**WHAT IS EXPECTED**
Please write out all of the records below exactly as they appear.
━━━━━━━━━━━━━━━━━━━━
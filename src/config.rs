//! Settings resolution for the gallery renderer.
//!
//! Settings come from three layers, highest priority first:
//!
//! 1. Command-line flags ([`crate::cli::Cli`])
//! 2. An optional YAML settings file (`--config`)
//! 3. Built-in defaults (container id, articles file name)
//!
//! [`GalleryConfig::resolve`] merges the layers and rejects a run that is
//! still missing a required setting, so every downstream module works from a
//! fully-populated config.

use crate::cli::Cli;
use crate::error::GalleryError;
use serde::Deserialize;
use std::path::PathBuf;
use tracing::{debug, info};
use url::Url;

/// Default id of the container element the gallery fills.
pub const DEFAULT_CONTAINER_ID: &str = "ai-articles-grid";

/// Default file name of the article collection, joined onto a configured
/// site base URL that ends in `/`.
pub const DEFAULT_ARTICLES_FILE: &str = "ai_articles.json";

/// The YAML settings file, all keys optional. Same keys as the CLI flags.
#[derive(Debug, Clone, Default, Deserialize)]
pub struct FileConfig {
    #[serde(default)]
    pub articles_url: Option<String>,
    #[serde(default)]
    pub page: Option<PathBuf>,
    #[serde(default)]
    pub output: Option<PathBuf>,
    #[serde(default)]
    pub container_id: Option<String>,
}

/// Fully-resolved settings for one renderer run.
#[derive(Debug, Clone)]
pub struct GalleryConfig {
    /// Absolute URL of the article collection JSON.
    pub articles_url: Url,
    /// Host page shell containing the container element.
    pub page: PathBuf,
    /// Where the assembled page is written.
    pub output: PathBuf,
    /// Id of the container element to fill.
    pub container_id: String,
}

impl GalleryConfig {
    /// Merge CLI flags, the optional settings file, and built-in defaults.
    ///
    /// A URL ending in `/` is treated as a site base and gets the default
    /// `ai_articles.json` file name joined on.
    ///
    /// # Errors
    ///
    /// Fails if the settings file cannot be read or parsed, if `articles_url`,
    /// `page`, or `output` is missing from every layer, or if the articles
    /// URL is not an absolute `http(s)` URL.
    pub fn resolve(cli: &Cli) -> Result<Self, GalleryError> {
        let file = match &cli.config {
            Some(path) => {
                let text = std::fs::read_to_string(path)?;
                let parsed: FileConfig = serde_yaml::from_str(&text)
                    .map_err(|e| GalleryError::Config(format!("bad settings file: {}", e)))?;
                info!(path = %path.display(), "Loaded settings file");
                parsed
            }
            None => FileConfig::default(),
        };

        let raw_url = cli
            .articles_url
            .clone()
            .or(file.articles_url)
            .ok_or_else(|| GalleryError::Config("articles_url is not set".to_string()))?;
        let articles_url = parse_articles_url(&raw_url)?;

        let page = cli
            .page
            .clone()
            .or(file.page)
            .ok_or_else(|| GalleryError::Config("page (host shell path) is not set".to_string()))?;

        let output = cli
            .output
            .clone()
            .or(file.output)
            .ok_or_else(|| GalleryError::Config("output path is not set".to_string()))?;

        let container_id = cli
            .container_id
            .clone()
            .or(file.container_id)
            .unwrap_or_else(|| DEFAULT_CONTAINER_ID.to_string());

        let config = GalleryConfig {
            articles_url,
            page,
            output,
            container_id,
        };
        debug!(?config, "Resolved configuration");
        Ok(config)
    }
}

/// Parse the configured articles URL, joining the default file name onto
/// site base URLs that end in `/`.
fn parse_articles_url(raw: &str) -> Result<Url, GalleryError> {
    let url = Url::parse(raw)?;
    match url.scheme() {
        "http" | "https" => {}
        other => {
            return Err(GalleryError::Config(format!(
                "articles_url must be http(s), got \"{}\"",
                other
            )));
        }
    }
    if url.path().ends_with('/') {
        return Ok(url.join(DEFAULT_ARTICLES_FILE)?);
    }
    Ok(url)
}

#[cfg(test)]
mod tests {
    use super::*;
    use clap::Parser;
    use std::io::Write as _;

    fn cli(args: &[&str]) -> Cli {
        let mut full = vec!["ai_time_capsule"];
        full.extend_from_slice(args);
        Cli::parse_from(full)
    }

    #[test]
    fn test_resolve_all_from_cli() {
        let config = GalleryConfig::resolve(&cli(&[
            "-a",
            "https://example.com/data/ai_articles.json",
            "-p",
            "shell.html",
            "-o",
            "out.html",
        ]))
        .unwrap();
        assert_eq!(
            config.articles_url.as_str(),
            "https://example.com/data/ai_articles.json"
        );
        assert_eq!(config.container_id, DEFAULT_CONTAINER_ID);
    }

    #[test]
    fn test_resolve_joins_default_file_onto_base_url() {
        let config = GalleryConfig::resolve(&cli(&[
            "-a",
            "https://example.github.io/capsule/",
            "-p",
            "shell.html",
            "-o",
            "out.html",
        ]))
        .unwrap();
        assert_eq!(
            config.articles_url.as_str(),
            "https://example.github.io/capsule/ai_articles.json"
        );
    }

    #[test]
    fn test_resolve_missing_articles_url_fails() {
        let err = GalleryConfig::resolve(&cli(&["-p", "shell.html", "-o", "out.html"]));
        assert!(matches!(err, Err(GalleryError::Config(_))));
    }

    #[test]
    fn test_resolve_rejects_non_http_scheme() {
        let err = GalleryConfig::resolve(&cli(&[
            "-a",
            "file:///tmp/ai_articles.json",
            "-p",
            "shell.html",
            "-o",
            "out.html",
        ]));
        assert!(matches!(err, Err(GalleryError::Config(_))));
    }

    #[test]
    fn test_resolve_cli_overrides_file() {
        let mut file = tempfile::NamedTempFile::new().unwrap();
        writeln!(
            file,
            "articles_url: https://file.example.com/\npage: file-shell.html\noutput: file-out.html\ncontainer_id: file-grid"
        )
        .unwrap();
        let path = file.path().to_str().unwrap().to_string();

        let config = GalleryConfig::resolve(&cli(&[
            "-c",
            &path,
            "-a",
            "https://cli.example.com/ai_articles.json",
        ]))
        .unwrap();
        assert_eq!(
            config.articles_url.as_str(),
            "https://cli.example.com/ai_articles.json"
        );
        // Settings the CLI left out still come from the file
        assert_eq!(config.page, PathBuf::from("file-shell.html"));
        assert_eq!(config.container_id, "file-grid");
    }

    #[test]
    fn test_resolve_bad_yaml_fails() {
        let mut file = tempfile::NamedTempFile::new().unwrap();
        writeln!(file, "articles_url: [not, a, string").unwrap();
        let path = file.path().to_str().unwrap().to_string();
        let err = GalleryConfig::resolve(&cli(&["-c", &path]));
        assert!(matches!(err, Err(GalleryError::Config(_))));
    }
}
━━━━━━━━━━━━━━━━━━━━
**RESPONSE AREA**
filename src/config.rs
//! Settings resolution for the gallery renderer.
//!
//! Settings come from three layers, highest priority first:
//!
//! 1. Command-line flags ([`crate::cli::Cli`])
//! 2. An optional YAML settings file (`--config`)
//! 3. Built-in defaults (container id, articles file name)
//!
//! [`GalleryConfig::resolve`] merges the layers and rejects a run that is
//! still missing a required setting, so every downstream module works from a
//! fully-populated config.

use crate::cli::Cli;
use crate::error::GalleryError;
use serde::Deserialize;
use std::path::PathBuf;
use tracing::{debug, info};
use url::Url;

/// Default id of the container element the gallery fills.
pub const DEFAULT_CONTAINER_ID: &str = "ai-articles-grid";

/// Default file name of the article collection, joined onto a configured
/// site base URL that ends in `/`.
pub const DEFAULT_ARTICLES_FILE: &str = "ai_articles.json";

/// The YAML settings file, all keys optional. Same keys as the CLI flags.
#[derive(Debug, Clone, Default, Deserialize)]
pub struct FileConfig {
    #[serde(default)]
    pub articles_url: Option<String>,
    #[serde(default)]
    pub page: Option<PathBuf>,
    #[serde(default)]
    pub output: Option<PathBuf>,
    #[serde(default)]
    pub container_id: Option<String>,
}

/// Fully-resolved settings for one renderer run.
#[derive(Debug, Clone)]
pub struct GalleryConfig {
    /// Absolute URL of the article collection JSON.
    pub articles_url: Url,
    /// Host page shell containing the container element.
    pub page: PathBuf,
    /// Where the assembled page is written.
    pub output: PathBuf,
    /// Id of the container element to fill.
    pub container_id: String,
}

impl GalleryConfig {
    /// Merge CLI flags, the optional settings file, and built-in defaults.
    ///
    /// A URL ending in `/` is treated as a site base and gets the default
    /// `ai_articles.json` file name joined on.
    ///
    /// # Errors
    ///
    /// Fails if the settings file cannot be read or parsed, if `articles_url`,
    /// `page`, or `output` is missing from every layer, or if the articles
    /// URL is not an absolute `http(s)` URL.
    pub fn resolve(cli: &Cli) -> Result<Self, GalleryError> {
        let file = match &cli.config {
            Some(path) => {
                let text = std::fs::read_to_string(path)?;
                let parsed: FileConfig = serde_yaml::from_str(&text)
                    .map_err(|e| GalleryError::Config(format!("bad settings file: {}", e)))?;
                info!(path = %path.display(), "Loaded settings file");
                parsed
            }
            None => FileConfig::default(),
        };

        let raw_url = cli
            .articles_url
            .clone()
            .or(file.articles_url)
            .ok_or_else(|| GalleryError::Config("articles_url is not set".to_string()))?;
        let articles_url = parse_articles_url(&raw_url)?;

        let page = cli
            .page
            .clone()
            .or(file.page)
            .ok_or_else(|| GalleryError::Config("page (host shell path) is not set".to_string()))?;

        let output = cli
            .output
            .clone()
            .or(file.output)
            .ok_or_else(|| GalleryError::Config("output path is not set".to_string()))?;

        let container_id = cli
            .container_id
            .clone()
            .or(file.container_id)
            .unwrap_or_else(|| DEFAULT_CONTAINER_ID.to_string());

        let config = GalleryConfig {
            articles_url,
            page,
            output,
            container_id,
        };
        debug!(?config, "Resolved configuration");
        Ok(config)
    }
}

/// Parse the configured articles URL, joining the default file name onto
/// site base URLs that end in `/`.
fn parse_articles_url(raw: &str) -> Result<Url, GalleryError> {
    let url = Url::parse(raw)?;
    match url.scheme() {
        "http" | "https" => {}
        other => {
            return Err(GalleryError::Config(format!(
                "articles_url must be http(s), got \"{}\"",
                other
            )));
        }
    }
    if url.path().ends_with('/') {
        return Ok(url.join(DEFAULT_ARTICLES_FILE)?);
    }
    Ok(url)
}

#[cfg(test)]
mod tests {
    use super::*;
    use clap::Parser;
    use std::io::Write as _;

    fn cli(args: &[&str]) -> Cli {
        let mut full = vec!["ai_time_capsule"];
        full.extend_from_slice(args);
        Cli::parse_from(full)
    }

    #[test]
    fn test_resolve_all_from_cli() {
        let config = GalleryConfig::resolve(&cli(&[
            "-a",
            "https://example.com/data/ai_articles.json",
            "-p",
            "shell.html",
            "-o",
            "out.html",
        ]))
        .unwrap();
        assert_eq!(
            config.articles_url.as_str(),
            "https://example.com/data/ai_articles.json"
        );
        assert_eq!(config.container_id, DEFAULT_CONTAINER_ID);
    }

    #[test]
    fn test_resolve_joins_default_file_onto_base_url() {
        let config = GalleryConfig::resolve(&cli(&[
            "-a",
            "https://example.github.io/capsule/",
            "-p",
            "shell.html",
            "-o",
            "out.html",
        ]))
        .unwrap();
        assert_eq!(
            config.articles_url.as_str(),
            "https://example.github.io/capsule/ai_articles.json"
        );
    }

    #[test]
    fn test_resolve_missing_articles_url_fails() {
        let err = GalleryConfig::resolve(&cli(&["-p", "shell.html", "-o", "out.html"]));
        assert!(matches!(err, Err(GalleryError::Config(_))));
    }

    #[test]
    fn test_resolve_rejects_non_http_scheme() {
        let err = GalleryConfig::resolve(&cli(&[
            "-a",
            "file:///tmp/ai_articles.json",
            "-p",
            "shell.html",
            "-o",
            "out.html",
        ]));
        assert!(matches!(err, Err(GalleryError::Config(_))));
    }

    #[test]
    fn test_resolve_cli_overrides_file() {
        let mut file = tempfile::NamedTempFile::new().unwrap();
        writeln!(
            file,
            "articles_url: https://file.example.com/\npage: file-shell.html\noutput: file-out.html\ncontainer_id: file-grid"
        )
        .unwrap();
        let path = file.path().to_str().unwrap().to_string();

        let config = GalleryConfig::resolve(&cli(&[
            "-c",
            &path,
            "-a",
            "https://cli.example.com/ai_articles.json",
        ]))
        .unwrap();
        assert_eq!(
            config.articles_url.as_str(),
            "https://cli.example.com/ai_articles.json"
        );
        // Settings the CLI left out still come from the file
        assert_eq!(config.page, PathBuf::from("file-shell.html"));
        assert_eq!(config.container_id, "file-grid");
    }

    #[test]
    fn test_resolve_bad_yaml_fails() {
        let mut file = tempfile::NamedTempFile::new().unwrap();
        writeln!(file, "articles_url: [not, a, string").unwrap();
        let path = file.path().to_str().unwrap().to_string();
        let err = GalleryConfig::resolve(&cli(&["-c", &path]));
        assert!(matches!(err, Err(GalleryError::Config(_))));
    }
}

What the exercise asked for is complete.